Collected data:
********
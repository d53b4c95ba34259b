use tests::{init_tracing, record, MemDriver, SentRequest, StubTransport};

use crosstitch::{risk, stmt, transport::Headers, Config, Service};
use crosstitch_core::schema::EntityId;

use pretty_assertions::assert_eq;
use std::sync::atomic::{AtomicBool, Ordering};
use std::sync::{Arc, Mutex};

struct Fixture {
    service: Service,
    partners: EntityId,
    read_log: Arc<Mutex<Vec<stmt::Select>>>,
    requests: Arc<Mutex<Vec<SentRequest>>>,
    fail: Arc<AtomicBool>,
}

fn fixture() -> Fixture {
    let schema = risk::schema().unwrap();
    let partners = schema.entity_by_name(risk::BUSINESS_PARTNERS).unwrap().id;

    let transport = StubTransport::new();
    transport.insert(record! {
        "BusinessPartner" => "BP01",
        "FirstName" => "Jane",
        "LastName" => "Doe",
        "BusinessPartnerFullName" => "Jane Doe",
    });
    transport.insert(record! {
        "BusinessPartner" => "BP02",
        "FirstName" => "John",
        "LastName" => "Smith",
        "BusinessPartnerFullName" => "John Smith",
    });
    transport.insert(record! {
        "BusinessPartner" => "BP03",
        "FirstName" => "",
        "LastName" => "Nameless",
        "BusinessPartnerFullName" => "",
    });

    let driver = MemDriver::new();
    let read_log = driver.read_log_handle();
    let requests = transport.requests_handle();
    let fail = transport.failure_switch();

    let service = risk::service(driver, transport, Config::new("test-key")).unwrap();

    Fixture {
        service,
        partners,
        read_log,
        requests,
        fail,
    }
}

#[tokio::test]
async fn direct_read_hides_nameless_partners() {
    init_tracing();
    let f = fixture();

    let rows = f
        .service
        .read(stmt::Select::new(f.partners, stmt::Filter::default()))
        .await
        .unwrap();

    assert_eq!(rows.len(), 2);
    assert_eq!(
        rows[0].get("BusinessPartner"),
        Some(&stmt::Value::from("BP01"))
    );
    assert_eq!(
        rows[1].get("BusinessPartner"),
        Some(&stmt::Value::from("BP02"))
    );

    // Remote entities never touch the local store.
    assert!(f.read_log.lock().unwrap().is_empty());
}

#[tokio::test]
async fn credential_attached_to_remote_call() {
    init_tracing();
    let f = fixture();

    f.service
        .read(stmt::Select::new(f.partners, stmt::Filter::default()))
        .await
        .unwrap();

    let requests = f.requests.lock().unwrap();
    assert_eq!(requests.len(), 1);
    assert_eq!(requests[0].headers.get("apikey"), Some("test-key"));
}

#[tokio::test]
async fn inbound_headers_carried_through() {
    init_tracing();
    let f = fixture();

    let mut headers = Headers::new();
    headers.insert("accept-language", "en");

    f.service
        .read_with_headers(
            stmt::Select::new(f.partners, stmt::Filter::default()),
            headers,
        )
        .await
        .unwrap();

    let requests = f.requests.lock().unwrap();
    assert_eq!(requests[0].headers.get("accept-language"), Some("en"));
    assert_eq!(requests[0].headers.get("apikey"), Some("test-key"));
}

#[tokio::test]
async fn caller_filter_composes_with_validity_filter() {
    init_tracing();
    let f = fixture();

    let rows = f
        .service
        .read(stmt::Select::new(
            f.partners,
            stmt::Expr::eq(stmt::Expr::field("BusinessPartner"), "BP02"),
        ))
        .await
        .unwrap();

    assert_eq!(rows.len(), 1);
    assert_eq!(rows[0].get("FirstName"), Some(&stmt::Value::from("John")));
}

#[tokio::test]
async fn transport_failure_propagates() {
    init_tracing();
    let f = fixture();
    f.fail.store(true, Ordering::SeqCst);

    let err = f
        .service
        .read(stmt::Select::new(f.partners, stmt::Filter::default()))
        .await
        .unwrap_err();

    assert!(err.is_transport(), "actual={err:?}");
}
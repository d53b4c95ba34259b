use crate::stmt::ValueRecord;

#[derive(Debug)]
pub struct Response {
    pub rows: Rows,
}

/// Result rows of a read.
///
/// Backends may answer with a single record rather than a sequence; callers
/// normalize via [`Rows::into_vec`] before any per-record logic runs.
#[derive(Debug)]
pub enum Rows {
    /// A single record
    One(ValueRecord),

    /// Zero or more records
    Many(Vec<ValueRecord>),
}

impl Response {
    pub fn record(record: ValueRecord) -> Self {
        Self {
            rows: Rows::One(record),
        }
    }

    pub fn records(records: Vec<ValueRecord>) -> Self {
        Self {
            rows: Rows::Many(records),
        }
    }
}

impl Rows {
    pub fn is_one(&self) -> bool {
        matches!(self, Self::One(_))
    }

    pub fn len(&self) -> usize {
        match self {
            Self::One(_) => 1,
            Self::Many(records) => records.len(),
        }
    }

    pub fn is_empty(&self) -> bool {
        match self {
            Self::One(_) => false,
            Self::Many(records) => records.is_empty(),
        }
    }

    /// Normalizes one-or-many to a sequence.
    pub fn into_vec(self) -> Vec<ValueRecord> {
        match self {
            Self::One(record) => vec![record],
            Self::Many(records) => records,
        }
    }
}
use super::{Field, FieldId, FieldTy, Schema};
use std::fmt;

#[derive(Debug)]
pub struct Entity {
    /// Uniquely identifies the entity within the schema
    pub id: EntityId,

    /// Name of the entity
    pub name: String,

    /// Which backend owns this entity
    pub location: Location,

    /// Storage collection name, when it differs from the entity name (e.g.
    /// the remote OData collection path).
    pub collection: Option<String>,

    /// Fields contained by the entity
    pub fields: Vec<Field>,
}

/// Which backend owns an entity.
///
/// This is the topology fact the query rewriter consults: an expansion of a
/// relation targeting a `Remote` entity cannot be served by the local store.
#[derive(Debug, Copy, Clone, PartialEq, Eq)]
pub enum Location {
    /// Stored locally; queried through the `Driver`.
    Local,

    /// Reachable only through the remote `Transport`.
    Remote,
}

#[derive(Copy, Clone, Eq, PartialEq, Hash)]
pub struct EntityId(pub usize);

impl Entity {
    pub fn is_remote(&self) -> bool {
        matches!(self.location, Location::Remote)
    }

    pub fn collection(&self) -> &str {
        self.collection.as_deref().unwrap_or(&self.name)
    }

    pub fn field(&self, id: impl Into<FieldId>) -> &Field {
        let field_id = id.into();
        assert_eq!(self.id, field_id.entity);
        &self.fields[field_id.index]
    }

    pub fn field_by_name(&self, name: &str) -> Option<&Field> {
        self.fields.iter().find(|field| field.name == name)
    }

    /// True if any relation on this entity targets an entity owned by the
    /// other backend.
    pub fn has_cross_system_relation(&self, schema: &Schema) -> bool {
        self.fields.iter().any(|field| match &field.ty {
            FieldTy::BelongsTo(belongs_to) => {
                schema.entity(belongs_to.target).location != self.location
            }
            _ => false,
        })
    }
}

impl fmt::Debug for EntityId {
    fn fmt(&self, f: &mut fmt::Formatter<'_>) -> fmt::Result {
        write!(f, "EntityId({})", self.0)
    }
}

impl From<&Entity> for EntityId {
    fn from(value: &Entity) -> Self {
        value.id
    }
}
********
### Exercise description
A word-for-word restatement of every record above is expected.

### Written answer
repository d53b4c95ba34259b
use tests::{init_tracing, record, MemDriver, SentRequest, StubTransport};

use crosstitch::{risk, stmt, transport::Headers, Config, Service};
use crosstitch_core::schema::EntityId;

use pretty_assertions::assert_eq;
use std::sync::atomic::{AtomicBool, Ordering};
use std::sync::{Arc, Mutex};

struct Fixture {
    service: Service,
    partners: EntityId,
    read_log: Arc<Mutex<Vec<stmt::Select>>>,
    requests: Arc<Mutex<Vec<SentRequest>>>,
    fail: Arc<AtomicBool>,
}

fn fixture() -> Fixture {
    let schema = risk::schema().unwrap();
    let partners = schema.entity_by_name(risk::BUSINESS_PARTNERS).unwrap().id;

    let transport = StubTransport::new();
    transport.insert(record! {
        "BusinessPartner" => "BP01",
        "FirstName" => "Jane",
        "LastName" => "Doe",
        "BusinessPartnerFullName" => "Jane Doe",
    });
    transport.insert(record! {
        "BusinessPartner" => "BP02",
        "FirstName" => "John",
        "LastName" => "Smith",
        "BusinessPartnerFullName" => "John Smith",
    });
    transport.insert(record! {
        "BusinessPartner" => "BP03",
        "FirstName" => "",
        "LastName" => "Nameless",
        "BusinessPartnerFullName" => "",
    });

    let driver = MemDriver::new();
    let read_log = driver.read_log_handle();
    let requests = transport.requests_handle();
    let fail = transport.failure_switch();

    let service = risk::service(driver, transport, Config::new("test-key")).unwrap();

    Fixture {
        service,
        partners,
        read_log,
        requests,
        fail,
    }
}

#[tokio::test]
async fn direct_read_hides_nameless_partners() {
    init_tracing();
    let f = fixture();

    let rows = f
        .service
        .read(stmt::Select::new(f.partners, stmt::Filter::default()))
        .await
        .unwrap();

    assert_eq!(rows.len(), 2);
    assert_eq!(
        rows[0].get("BusinessPartner"),
        Some(&stmt::Value::from("BP01"))
    );
    assert_eq!(
        rows[1].get("BusinessPartner"),
        Some(&stmt::Value::from("BP02"))
    );

    // Remote entities never touch the local store.
    assert!(f.read_log.lock().unwrap().is_empty());
}

#[tokio::test]
async fn credential_attached_to_remote_call() {
    init_tracing();
    let f = fixture();

    f.service
        .read(stmt::Select::new(f.partners, stmt::Filter::default()))
        .await
        .unwrap();

    let requests = f.requests.lock().unwrap();
    assert_eq!(requests.len(), 1);
    assert_eq!(requests[0].headers.get("apikey"), Some("test-key"));
}

#[tokio::test]
async fn inbound_headers_carried_through() {
    init_tracing();
    let f = fixture();

    let mut headers = Headers::new();
    headers.insert("accept-language", "en");

    f.service
        .read_with_headers(
            stmt::Select::new(f.partners, stmt::Filter::default()),
            headers,
        )
        .await
        .unwrap();

    let requests = f.requests.lock().unwrap();
    assert_eq!(requests[0].headers.get("accept-language"), Some("en"));
    assert_eq!(requests[0].headers.get("apikey"), Some("test-key"));
}

#[tokio::test]
async fn caller_filter_composes_with_validity_filter() {
    init_tracing();
    let f = fixture();

    let rows = f
        .service
        .read(stmt::Select::new(
            f.partners,
            stmt::Expr::eq(stmt::Expr::field("BusinessPartner"), "BP02"),
        ))
        .await
        .unwrap();

    assert_eq!(rows.len(), 1);
    assert_eq!(rows[0].get("FirstName"), Some(&stmt::Value::from("John")));
}

#[tokio::test]
async fn transport_failure_propagates() {
    init_tracing();
    let f = fixture();
    f.fail.store(true, Ordering::SeqCst);

    let err = f
        .service
        .read(stmt::Select::new(f.partners, stmt::Filter::default()))
        .await
        .unwrap_err();

    assert!(err.is_transport(), "actual={err:?}");
}
repository d53b4c95ba34259b
use crate::stmt::ValueRecord;

#[derive(Debug)]
pub struct Response {
    pub rows: Rows,
}

/// Result rows of a read.
///
/// Backends may answer with a single record rather than a sequence; callers
/// normalize via [`Rows::into_vec`] before any per-record logic runs.
#[derive(Debug)]
pub enum Rows {
    /// A single record
    One(ValueRecord),

    /// Zero or more records
    Many(Vec<ValueRecord>),
}

impl Response {
    pub fn record(record: ValueRecord) -> Self {
        Self {
            rows: Rows::One(record),
        }
    }

    pub fn records(records: Vec<ValueRecord>) -> Self {
        Self {
            rows: Rows::Many(records),
        }
    }
}

impl Rows {
    pub fn is_one(&self) -> bool {
        matches!(self, Self::One(_))
    }

    pub fn len(&self) -> usize {
        match self {
            Self::One(_) => 1,
            Self::Many(records) => records.len(),
        }
    }

    pub fn is_empty(&self) -> bool {
        match self {
            Self::One(_) => false,
            Self::Many(records) => records.is_empty(),
        }
    }

    /// Normalizes one-or-many to a sequence.
    pub fn into_vec(self) -> Vec<ValueRecord> {
        match self {
            Self::One(record) => vec![record],
            Self::Many(records) => records,
        }
    }
}
use super::{Field, FieldId, FieldTy, Schema};
use std::fmt;

#[derive(Debug)]
pub struct Entity {
    /// Uniquely identifies the entity within the schema
    pub id: EntityId,

    /// Name of the entity
    pub name: String,

    /// Which backend owns this entity
    pub location: Location,

    /// Storage collection name, when it differs from the entity name (e.g.
    /// the remote OData collection path).
    pub collection: Option<String>,

    /// Fields contained by the entity
    pub fields: Vec<Field>,
}

/// Which backend owns an entity.
///
/// This is the topology fact the query rewriter consults: an expansion of a
/// relation targeting a `Remote` entity cannot be served by the local store.
#[derive(Debug, Copy, Clone, PartialEq, Eq)]
pub enum Location {
    /// Stored locally; queried through the `Driver`.
    Local,

    /// Reachable only through the remote `Transport`.
    Remote,
}

#[derive(Copy, Clone, Eq, PartialEq, Hash)]
pub struct EntityId(pub usize);

impl Entity {
    pub fn is_remote(&self) -> bool {
        matches!(self.location, Location::Remote)
    }

    pub fn collection(&self) -> &str {
        self.collection.as_deref().unwrap_or(&self.name)
    }

    pub fn field(&self, id: impl Into<FieldId>) -> &Field {
        let field_id = id.into();
        assert_eq!(self.id, field_id.entity);
        &self.fields[field_id.index]
    }

    pub fn field_by_name(&self, name: &str) -> Option<&Field> {
        self.fields.iter().find(|field| field.name == name)
    }

    /// True if any relation on this entity targets an entity owned by the
    /// other backend.
    pub fn has_cross_system_relation(&self, schema: &Schema) -> bool {
        self.fields.iter().any(|field| match &field.ty {
            FieldTy::BelongsTo(belongs_to) => {
                schema.entity(belongs_to.target).location != self.location
            }
            _ => false,
        })
    }
}

impl fmt::Debug for EntityId {
    fn fmt(&self, f: &mut fmt::Formatter<'_>) -> fmt::Result {
        write!(f, "EntityId({})", self.0)
    }
}

impl From<&Entity> for EntityId {
    fn from(value: &Entity) -> Self {
        value.id
    }
}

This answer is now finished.